Judge 9: Are you familiar with Hamlet?
Terminal 4: The college kid who came home and found his mom had married the guy who murdered his dad just a little month before? You might say so.

Note that T4 repeats not a single key word used in the question, not even the name of the play; she deals with the thought within the question, not its form. And note especially her dry “You might say so,” an appropriate mild sarcasm from a Shakespeare expert asked if she is familiar with the most famous play he, or anyone, ever wrote. Yet three judges voted that T4 was computer-driven; two of those ranked it lower on the human/computer scale than they did two of the terminals that really were computer-driven! We are left to wonder: How could any attentive and serious judge fail to see the difference between a lively human exchange and the near-random fragments of verbiage emitted by the computer-driven terminals, whose connection to the questions that elicited them was, at best, the echoing of a few of the questioner’s words?
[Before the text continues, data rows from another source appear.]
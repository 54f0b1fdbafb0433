//! rpn-term - keystroke-driven terminal front-end for an RPN engine.
//!
//! This is the main entry point. It launches the engine, connects to it,
//! puts the terminal into raw mode and runs the interactive loop, then shuts
//! everything down in reverse order. The tokio runtime only drives the
//! signal watcher; engine round trips block on the socket.

use std::fs::{self, OpenOptions};
use std::io::{self, IsTerminal, Write};
use std::path::Path;
use std::sync::atomic::AtomicBool;
use std::sync::{Arc, Mutex};

use anyhow::{Context, Result};
use clap::Parser;
use tokio::runtime::Runtime;
use tracing::{debug, error, info, warn};
use tracing_subscriber::{layer::SubscriberExt, util::SubscriberInitExt};

use rpn_term::backend::{Backend, BackendClient};
use rpn_term::commands::QUIT_COMMAND;
use rpn_term::config::{Cli, Config};
use rpn_term::ipc::EngineClient;
use rpn_term::session::{ExitReason, Session};
use rpn_term::supervisor::{EngineSupervisor, DEFAULT_SHUTDOWN_GRACE};
use rpn_term::terminal::{
    install_panic_hook, watch_shutdown_signals, CrosstermInput, Interruptible, RawModeWriter,
    TerminalGuard,
};
use rpn_term::tokenizer::{CharSource, ReaderInput};

/// Send log output to `path`; stdout and stderr belong to the prompt.
///
/// If the file cannot be opened, logging stays off.
fn init_logging(path: &Path) {
    let file = path
        .parent()
        .map_or(Ok(()), fs::create_dir_all)
        .and_then(|_| OpenOptions::new().create(true).append(true).open(path));

    let file = match file {
        Ok(file) => file,
        Err(_) => return,
    };

    tracing_subscriber::registry()
        .with(tracing_subscriber::EnvFilter::new(
            std::env::var("RUST_LOG").unwrap_or_else(|_| "rpn_term=info".into()),
        ))
        .with(
            tracing_subscriber::fmt::layer()
                .with_target(false)
                .with_ansi(false)
                .with_writer(Mutex::new(file)),
        )
        .init();
}

fn main() -> Result<()> {
    // Install panic hook FIRST for terminal safety
    install_panic_hook();

    let config = Config::try_from(Cli::parse())?;
    init_logging(&config.log_file);

    info!("Starting rpn-term v{}", env!("CARGO_PKG_VERSION"));
    debug!("Configuration: {:?}", config);

    let runtime = tokio::runtime::Builder::new_multi_thread()
        .worker_threads(1)
        .enable_all()
        .build()
        .context("Failed to start async runtime")?;

    let mut engine = match &config.engine {
        Some(launch) => Some(EngineSupervisor::start(&launch.program, &launch.args)?),
        None => None,
    };

    let result = connect_and_run(&runtime, &config, engine.as_mut());

    // Stop the engine after the connection is gone
    if let Some(engine) = engine.as_mut() {
        match engine.shutdown(DEFAULT_SHUTDOWN_GRACE) {
            Ok(Some(status)) => info!("Engine stopped: {}", status),
            Ok(None) => {}
            Err(e) => warn!("Engine shutdown failed: {:#}", e),
        }
    }

    match result {
        Ok(reason) => {
            info!("rpn-term exited cleanly ({:?})", reason);
            Ok(())
        }
        Err(e) => {
            error!("Application error: {:#}", e);
            Err(e)
        }
    }
}

/// Connect to the engine and run a session on whichever input is attached.
fn connect_and_run(
    runtime: &Runtime,
    config: &Config,
    engine: Option<&mut EngineSupervisor>,
) -> Result<ExitReason> {
    let mut client = EngineClient::connect_with_retry(
        &config.address,
        config.transport,
        config.protocol,
        config.connect_attempts,
    )
    .with_context(|| format!("Could not reach the engine at {}", config.address))?;
    client.set_timeout(config.timeout);

    let backend = BackendClient::new(client);

    let shutdown = Arc::new(AtomicBool::new(false));
    if let Err(e) = watch_shutdown_signals(runtime.handle(), Arc::clone(&shutdown)) {
        warn!("Signal handling unavailable: {}", e);
    }

    if io::stdin().is_terminal() {
        // Setup terminal with RAII guard - ensures cleanup on any exit path
        let guard = TerminalGuard::new().context("Failed to enable raw terminal mode")?;
        let result = run_session(
            CrosstermInput::new(shutdown),
            RawModeWriter::new(io::stdout()),
            backend,
            engine,
        );
        drop(guard);

        if matches!(result, Ok(ExitReason::Interrupted)) {
            // Leave the prompt on a fresh line
            println!();
        }
        result
    } else {
        run_session(
            Interruptible::new(ReaderInput::new(io::stdin().lock()), shutdown),
            io::stdout(),
            backend,
            engine,
        )
    }
}

/// Run the interactive loop, then ask an engine we launched to quit.
fn run_session<I, W>(
    input: I,
    output: W,
    backend: BackendClient,
    engine: Option<&mut EngineSupervisor>,
) -> Result<ExitReason>
where
    I: CharSource,
    W: Write,
{
    let mut session = Session::new(input, backend, output);
    let reason = session.run()?;

    let stats = session.stats();
    debug!(
        "Session stats: {} tokens, {} requests, {} no-ops",
        stats.tokens, stats.requests, stats.noops
    );

    if reason == ExitReason::EngineQuit {
        return Ok(reason);
    }

    if let Some(engine) = engine {
        if engine.is_running() {
            info!("Asking engine to quit ({:?})", reason);
            if let Err(e) = session.backend_mut().send_command(QUIT_COMMAND) {
                debug!("Engine did not acknowledge quit: {}", e);
            }
        } else {
            warn!("Launched engine is not running; leaving the connected engine alone");
        }
    }

    Ok(reason)
}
In another exchange, this one with Judge 1, T4 tries to enlarge and deepen the conversation, but the judge is not prepared to discuss Shakespearean stagecraft in any detail, and cuts off T4’s attempt to enrich the exchange:

Judge 1: What is your opinion on Shakespeare’s plays?
Terminal 4: That’s pretty general; would you be more specific? Otherwise, I’ll just say I like them.
Judge 1: Learning that you like them answers my question. Which of his plays is your favorite?
Terminal 4: Well, let’s see…Pericles.
Judge 1: Why is it your favorite?
Terminal 4: Because he was obviously called in to play-doctor somebody’s awful script. It was one of the few (maybe only two?) plays written with somebody else. It’s really rather an ucky play. What play do you like?
Judge 1: I did not understand your response. However, to answer your question, I do not have a favorite.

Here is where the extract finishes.